Steady-state dolutegravir concentration-time data from Southern Africans were analyzed using nonlinear mixed effects. We characterized genetic associations with unexplained variability in dolutegravir area under the concentration-time curve (AUC(VAR)). UGT1A1 rs887829 and UGT1A rs28899168 were independently associated with dolutegravir AUC(VAR). Background Dolutegravir is a component of preferred antiretroviral therapy (ART) regimens. We characterized the pharmacogenetics of dolutegravir exposure after ART initiation in the ADVANCE trial in South Africa.

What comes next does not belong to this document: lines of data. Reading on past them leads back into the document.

//! In-process store used for local development and tests. All uniqueness
//! checks and conditional writes happen under a single lock.

use async_trait::async_trait;
use chrono::{DateTime, Utc};
use std::collections::HashMap;
use std::sync::{Arc, Mutex, MutexGuard};
use uuid::Uuid;

use super::store::{AuditFilter, StoreError, VaultStore};
use crate::models::{
    normalize_identifier, AuditLogEntry, Document, DocumentStatus, Organization, Principal,
    RegistryRecord, Vault,
};

#[derive(Default)]
struct MemoryState {
    principals: HashMap<Uuid, Principal>,
    vaults: HashMap<Uuid, Vault>,
    registry: HashMap<String, RegistryRecord>,
    organizations: HashMap<Uuid, Organization>,
    documents: HashMap<Uuid, Document>,
    audit: Vec<AuditLogEntry>,
}

impl MemoryState {
    fn principal_conflict(&self, candidate: &Principal) -> Option<&'static str> {
        let same_kind = self.principals.values().find_map(|existing| {
            if existing.email == candidate.email {
                Some("principals_email_key")
            } else if existing.telephone == candidate.telephone {
                Some("principals_telephone_key")
            } else if candidate.nin.is_some() && existing.nin == candidate.nin {
                Some("principals_nin_key")
            } else {
                None
            }
        });
        if same_kind.is_some() {
            return same_kind;
        }

        let claimed: Vec<String> = candidate
            .login_identifiers()
            .into_iter()
            .map(|(_, value)| value)
            .collect();
        self.principals
            .values()
            .flat_map(Principal::login_identifiers)
            .any(|(_, value)| claimed.contains(&value))
            .then_some("principal_identifiers_pkey")
    }
}

#[derive(Clone, Default)]
pub struct MemoryStore {
    state: Arc<Mutex<MemoryState>>,
}

impl MemoryStore {
    pub fn new() -> Self {
        Self::default()
    }

    fn state(&self) -> Result<MutexGuard<'_, MemoryState>, StoreError> {
        self.state
            .lock()
            .map_err(|_| StoreError::Unavailable("memory store lock poisoned".to_string()))
    }

    /// Seed a national-identity registry record.
    pub fn insert_registry_record(&self, record: RegistryRecord) -> Result<(), StoreError> {
        self.state()?.registry.insert(record.nin.clone(), record);
        Ok(())
    }
}

#[cfg(test)]
impl MemoryStore {
    /// Poison the lock so every later call reports the store unavailable.
    pub(crate) fn poison(&self) {
        let state = Arc::clone(&self.state);
        let _ = std::thread::spawn(move || {
            let _guard = state.lock();
            panic!("memory store poisoned for test");
        })
        .join();
    }
}

fn newest_first<T: Clone>(mut items: Vec<T>, created_at: impl Fn(&T) -> DateTime<Utc>) -> Vec<T> {
    items.sort_by_key(|item| std::cmp::Reverse(created_at(item)));
    items
}

#[async_trait]
impl VaultStore for MemoryStore {
    async fn health_check(&self) -> Result<(), StoreError> {
        self.state().map(|_| ())
    }

    async fn create_principal(
        &self,
        principal: &Principal,
        vault: &Vault,
        entry: &AuditLogEntry,
    ) -> Result<(), StoreError> {
        let mut state = self.state()?;
        if let Some(constraint) = state.principal_conflict(principal) {
            return Err(StoreError::Conflict(super::store::conflict_message(Some(
                constraint,
            ))));
        }
        state.principals.insert(principal.id, principal.clone());
        state.vaults.insert(vault.id, vault.clone());
        state.audit.push(entry.clone());
        Ok(())
    }

    async fn find_principal_by_id(&self, id: Uuid) -> Result<Option<Principal>, StoreError> {
        Ok(self.state()?.principals.get(&id).cloned())
    }

    async fn find_principals_by_identifier(
        &self,
        identifier: &str,
    ) -> Result<Vec<Principal>, StoreError> {
        let identifier = normalize_identifier(identifier);
        Ok(self
            .state()?
            .principals
            .values()
            .filter(|p| {
                p.login_identifiers()
                    .iter()
                    .any(|(_, value)| *value == identifier)
            })
            .cloned()
            .collect())
    }

    async fn find_principal_by_nin(&self, nin: &str) -> Result<Option<Principal>, StoreError> {
        Ok(self
            .state()?
            .principals
            .values()
            .find(|p| p.nin.as_deref() == Some(nin))
            .cloned())
    }

    async fn list_principals(&self, limit: i64) -> Result<Vec<Principal>, StoreError> {
        let all: Vec<Principal> = self.state()?.principals.values().cloned().collect();
        let mut sorted = newest_first(all, |p| p.created_at);
        sorted.truncate(limit.max(0) as usize);
        Ok(sorted)
    }

    async fn set_reset_token(
        &self,
        principal_id: Uuid,
        token_hash: &str,
        expires_at: DateTime<Utc>,
        entry: &AuditLogEntry,
    ) -> Result<(), StoreError> {
        let mut state = self.state()?;
        let principal = state
            .principals
            .get_mut(&principal_id)
            .ok_or_else(|| StoreError::Database(anyhow::anyhow!("principal vanished")))?;
        principal.reset_token_hash = Some(token_hash.to_string());
        principal.reset_token_expires_at = Some(expires_at);
        principal.updated_at = Utc::now();
        state.audit.push(entry.clone());
        Ok(())
    }

    async fn find_principal_by_reset_hash(
        &self,
        token_hash: &str,
        now: DateTime<Utc>,
    ) -> Result<Option<Principal>, StoreError> {
        Ok(self
            .state()?
            .principals
            .values()
            .find(|p| p.has_live_reset_token(token_hash, now))
            .cloned())
    }

    async fn consume_reset_token(
        &self,
        principal_id: Uuid,
        token_hash: &str,
        new_password_hash: &str,
        now: DateTime<Utc>,
        entry: &AuditLogEntry,
    ) -> Result<bool, StoreError> {
        let mut state = self.state()?;
        let Some(principal) = state.principals.get_mut(&principal_id) else {
            return Ok(false);
        };
        if !principal.has_live_reset_token(token_hash, now) {
            return Ok(false);
        }
        principal.password_hash = new_password_hash.to_string();
        principal.reset_token_hash = None;
        principal.reset_token_expires_at = None;
        principal.updated_at = now;
        state.audit.push(entry.clone());
        Ok(true)
    }

    async fn find_registry_record(&self, nin: &str) -> Result<Option<RegistryRecord>, StoreError> {
        Ok(self.state()?.registry.get(nin).cloned())
    }

    async fn create_organization(
        &self,
        organization: &Organization,
        entry: &AuditLogEntry,
    ) -> Result<(), StoreError> {
        let mut state = self.state()?;
        if state
            .organizations
            .values()
            .any(|o| o.code == organization.code)
        {
            return Err(StoreError::Conflict(super::store::conflict_message(Some(
                "organizations_code_key",
            ))));
        }
        state
            .organizations
            .insert(organization.id, organization.clone());
        state.audit.push(entry.clone());
        Ok(())
    }

    async fn find_organization(&self, id: Uuid) -> Result<Option<Organization>, StoreError> {
        Ok(self.state()?.organizations.get(&id).cloned())
    }

    async fn list_organizations(&self) -> Result<Vec<Organization>, StoreError> {
        let all: Vec<Organization> = self.state()?.organizations.values().cloned().collect();
        Ok(newest_first(all, |o| o.created_at))
    }

    async fn insert_document(
        &self,
        document: &Document,
        entry: &AuditLogEntry,
    ) -> Result<(), StoreError> {
        let mut state = self.state()?;
        if state.documents.contains_key(&document.id) {
            return Err(StoreError::Conflict(super::store::conflict_message(Some(
                "documents_pkey",
            ))));
        }
        state.documents.insert(document.id, document.clone());
        state.audit.push(entry.clone());
        Ok(())
    }

    async fn find_document(&self, id: Uuid) -> Result<Option<Document>, StoreError> {
        Ok(self.state()?.documents.get(&id).cloned())
    }

    async fn list_documents_by_owner(&self, owner_id: Uuid) -> Result<Vec<Document>, StoreError> {
        let owned: Vec<Document> = self
            .state()?
            .documents
            .values()
            .filter(|d| d.owner_id == owner_id)
            .cloned()
            .collect();
        Ok(newest_first(owned, |d| d.created_at))
    }

    async fn list_documents_by_status(
        &self,
        status: DocumentStatus,
    ) -> Result<Vec<Document>, StoreError> {
        let mut matching: Vec<Document> = self
            .state()?
            .documents
            .values()
            .filter(|d| d.status == status)
            .cloned()
            .collect();
        matching.sort_by_key(|d| d.created_at);
        Ok(matching)
    }

    async fn list_lapsed_documents(
        &self,
        now: DateTime<Utc>,
    ) -> Result<Vec<Document>, StoreError> {
        Ok(self
            .state()?
            .documents
            .values()
            .filter(|d| d.is_lapsed(now))
            .cloned()
            .collect())
    }

    async fn transition_document(
        &self,
        updated: &Document,
        expected: DocumentStatus,
        entry: &AuditLogEntry,
    ) -> Result<bool, StoreError> {
        let mut state = self.state()?;
        match state.documents.get_mut(&updated.id) {
            Some(current) if current.status == expected => {
                *current = updated.clone();
                state.audit.push(entry.clone());
                Ok(true)
            }
            _ => Ok(false),
        }
    }

    async fn delete_document(
        &self,
        id: Uuid,
        expected: DocumentStatus,
        entry: &AuditLogEntry,
    ) -> Result<bool, StoreError> {
        let mut state = self.state()?;
        let matches = state
            .documents
            .get(&id)
            .is_some_and(|current| current.status == expected);
        if !matches {
            return Ok(false);
        }
        state.documents.remove(&id);
        state.audit.push(entry.clone());
        Ok(true)
    }

    async fn append_audit(&self, entry: &AuditLogEntry) -> Result<(), StoreError> {
        self.state()?.audit.push(entry.clone());
        Ok(())
    }

    async fn query_audit(&self, filter: &AuditFilter) -> Result<Vec<AuditLogEntry>, StoreError> {
        let state = self.state()?;
        // Appended in time order, so reverse iteration is newest first.
        Ok(state
            .audit
            .iter()
            .rev()
            .filter(|entry| filter.matches(entry))
            .take(filter.bounded_limit() as usize)
            .cloned()
            .collect())
    }
}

Methods Genome-wide genotyping followed by imputation was performed. We developed a population pharmacokinetic model for dolutegravir using nonlinear mixed-effects modeling. Linear regression models examined associations with unexplained variability in dolutegravir area under the concentration-time curve (AUC(VAR)). Results Genetic associations were evaluable in 284 individuals. Of 9 polymorphisms previously associated with dolutegravir pharmacokinetics, the lowest P value with AUC(VAR) was UGT1A1 rs887829 (P = 1.8 x 10(-4)), which was also associated with log(10) bilirubin (P = 8.6 x 10(-13)). After adjusting for rs887829, AUC(VAR) was independently associated with rs28899168 in the UGT1A locus (P = .02), as were bilirubin concentrations (P = 7.7 x 10(-8)). In the population pharmacokinetic model, rs887829 T/T and C/T were associated with 25.9% and 10.8% decreases in dolutegravir clearance, respectively, compared with C/C. The lowest P value for AUC(VAR) genome-wide was CAMKMT rs343942 (P = 2.4 x 10(-7)). Conclusions In South Africa, rs887829 and rs28899168 in the UGT1A locus were independently associated with dolutegravir AUC(VAR). The novel rs28899168 association warrants replication. This study enhances understanding of dolutegravir pharmacogenetics in Africa.